WHAT TO PRODUCE >>
Where the records hold the string "BufReader", show the whole line it sits on.

__________________________________________________

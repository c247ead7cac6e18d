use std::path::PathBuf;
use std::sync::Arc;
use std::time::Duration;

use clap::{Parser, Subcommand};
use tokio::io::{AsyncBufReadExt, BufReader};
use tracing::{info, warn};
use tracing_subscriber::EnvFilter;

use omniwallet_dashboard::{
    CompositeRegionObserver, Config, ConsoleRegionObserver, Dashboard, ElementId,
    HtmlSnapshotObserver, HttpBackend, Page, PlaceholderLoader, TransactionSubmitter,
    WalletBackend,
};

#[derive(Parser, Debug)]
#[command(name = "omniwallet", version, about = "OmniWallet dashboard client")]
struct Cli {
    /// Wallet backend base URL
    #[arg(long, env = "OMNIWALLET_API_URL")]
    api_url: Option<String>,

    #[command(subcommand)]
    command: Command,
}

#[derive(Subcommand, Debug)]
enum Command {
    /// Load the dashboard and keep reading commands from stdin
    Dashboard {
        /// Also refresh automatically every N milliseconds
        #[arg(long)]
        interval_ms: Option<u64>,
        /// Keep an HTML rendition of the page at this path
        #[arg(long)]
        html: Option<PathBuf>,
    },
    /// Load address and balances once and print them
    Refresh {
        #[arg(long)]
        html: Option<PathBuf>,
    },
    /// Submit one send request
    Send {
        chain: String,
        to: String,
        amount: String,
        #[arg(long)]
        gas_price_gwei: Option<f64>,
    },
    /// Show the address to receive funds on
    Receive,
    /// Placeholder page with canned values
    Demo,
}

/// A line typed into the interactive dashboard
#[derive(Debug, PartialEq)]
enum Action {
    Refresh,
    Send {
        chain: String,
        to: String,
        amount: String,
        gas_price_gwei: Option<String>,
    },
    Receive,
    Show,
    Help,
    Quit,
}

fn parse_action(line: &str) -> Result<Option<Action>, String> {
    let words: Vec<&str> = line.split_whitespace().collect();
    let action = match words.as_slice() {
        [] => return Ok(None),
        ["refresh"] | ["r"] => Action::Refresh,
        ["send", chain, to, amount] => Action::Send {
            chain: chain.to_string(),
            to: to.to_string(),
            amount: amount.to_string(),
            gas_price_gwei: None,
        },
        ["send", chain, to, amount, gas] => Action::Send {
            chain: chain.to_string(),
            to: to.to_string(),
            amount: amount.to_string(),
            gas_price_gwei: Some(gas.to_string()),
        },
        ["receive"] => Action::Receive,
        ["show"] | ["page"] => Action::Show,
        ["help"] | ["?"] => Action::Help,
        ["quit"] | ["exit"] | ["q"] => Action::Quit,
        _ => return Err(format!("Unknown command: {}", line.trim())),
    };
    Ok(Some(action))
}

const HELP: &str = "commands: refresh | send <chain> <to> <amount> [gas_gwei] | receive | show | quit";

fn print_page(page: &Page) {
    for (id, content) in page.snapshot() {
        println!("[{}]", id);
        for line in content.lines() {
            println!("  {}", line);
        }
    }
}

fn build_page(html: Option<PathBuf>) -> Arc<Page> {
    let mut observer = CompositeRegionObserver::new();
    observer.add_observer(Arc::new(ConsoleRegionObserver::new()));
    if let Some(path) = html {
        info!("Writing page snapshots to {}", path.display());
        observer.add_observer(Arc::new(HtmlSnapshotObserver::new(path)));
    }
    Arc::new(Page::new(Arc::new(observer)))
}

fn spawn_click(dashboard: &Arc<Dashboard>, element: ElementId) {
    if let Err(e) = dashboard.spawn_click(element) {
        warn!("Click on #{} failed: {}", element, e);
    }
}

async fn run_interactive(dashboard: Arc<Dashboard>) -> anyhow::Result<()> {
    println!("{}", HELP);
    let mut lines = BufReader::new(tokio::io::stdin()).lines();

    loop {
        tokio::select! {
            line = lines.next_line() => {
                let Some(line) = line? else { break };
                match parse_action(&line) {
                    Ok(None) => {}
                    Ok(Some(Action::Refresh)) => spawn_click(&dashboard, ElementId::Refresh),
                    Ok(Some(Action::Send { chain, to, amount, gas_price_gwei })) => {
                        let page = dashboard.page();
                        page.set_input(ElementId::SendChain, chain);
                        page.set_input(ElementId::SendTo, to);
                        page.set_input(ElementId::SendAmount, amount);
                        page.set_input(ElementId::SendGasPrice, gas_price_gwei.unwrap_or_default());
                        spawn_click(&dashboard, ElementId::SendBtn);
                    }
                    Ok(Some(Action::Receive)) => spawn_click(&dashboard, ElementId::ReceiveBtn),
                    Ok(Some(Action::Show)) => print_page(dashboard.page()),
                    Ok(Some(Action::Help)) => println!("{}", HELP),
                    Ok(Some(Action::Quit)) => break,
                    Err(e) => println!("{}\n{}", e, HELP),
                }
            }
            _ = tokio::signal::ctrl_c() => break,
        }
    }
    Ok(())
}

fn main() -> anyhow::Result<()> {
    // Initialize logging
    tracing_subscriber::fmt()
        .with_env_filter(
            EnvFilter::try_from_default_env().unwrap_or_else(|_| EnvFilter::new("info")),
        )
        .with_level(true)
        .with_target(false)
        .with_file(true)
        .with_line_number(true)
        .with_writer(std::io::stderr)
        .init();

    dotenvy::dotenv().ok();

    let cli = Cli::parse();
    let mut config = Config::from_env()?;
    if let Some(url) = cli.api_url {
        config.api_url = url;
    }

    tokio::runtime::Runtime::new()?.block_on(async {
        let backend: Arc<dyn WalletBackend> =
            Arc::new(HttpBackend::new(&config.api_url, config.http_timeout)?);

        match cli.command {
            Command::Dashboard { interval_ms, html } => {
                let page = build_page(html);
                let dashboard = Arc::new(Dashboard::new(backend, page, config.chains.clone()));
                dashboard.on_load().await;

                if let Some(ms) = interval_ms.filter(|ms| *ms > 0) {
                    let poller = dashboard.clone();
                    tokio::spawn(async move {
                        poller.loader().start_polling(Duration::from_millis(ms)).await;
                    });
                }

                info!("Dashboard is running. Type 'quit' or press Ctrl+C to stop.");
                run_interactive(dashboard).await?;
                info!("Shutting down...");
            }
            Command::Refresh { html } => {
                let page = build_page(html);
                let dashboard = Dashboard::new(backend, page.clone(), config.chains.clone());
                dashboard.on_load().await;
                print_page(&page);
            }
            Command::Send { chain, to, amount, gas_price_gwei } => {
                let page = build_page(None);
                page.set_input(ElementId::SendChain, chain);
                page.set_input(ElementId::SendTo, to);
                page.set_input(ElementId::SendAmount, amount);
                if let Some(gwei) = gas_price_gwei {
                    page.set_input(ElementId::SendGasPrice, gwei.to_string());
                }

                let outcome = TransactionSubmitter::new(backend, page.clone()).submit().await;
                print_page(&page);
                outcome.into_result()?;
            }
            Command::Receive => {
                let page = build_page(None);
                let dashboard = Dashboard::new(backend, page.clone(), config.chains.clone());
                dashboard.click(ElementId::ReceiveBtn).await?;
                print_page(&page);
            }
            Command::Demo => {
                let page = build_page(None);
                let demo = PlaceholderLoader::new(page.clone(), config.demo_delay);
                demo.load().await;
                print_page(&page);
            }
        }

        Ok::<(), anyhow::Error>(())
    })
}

__________________________________________________

EXPECTED ANSWER >>
use tokio::io::{AsyncBufReadExt, BufReader};
    let mut lines = BufReader::new(tokio::io::stdin()).lines();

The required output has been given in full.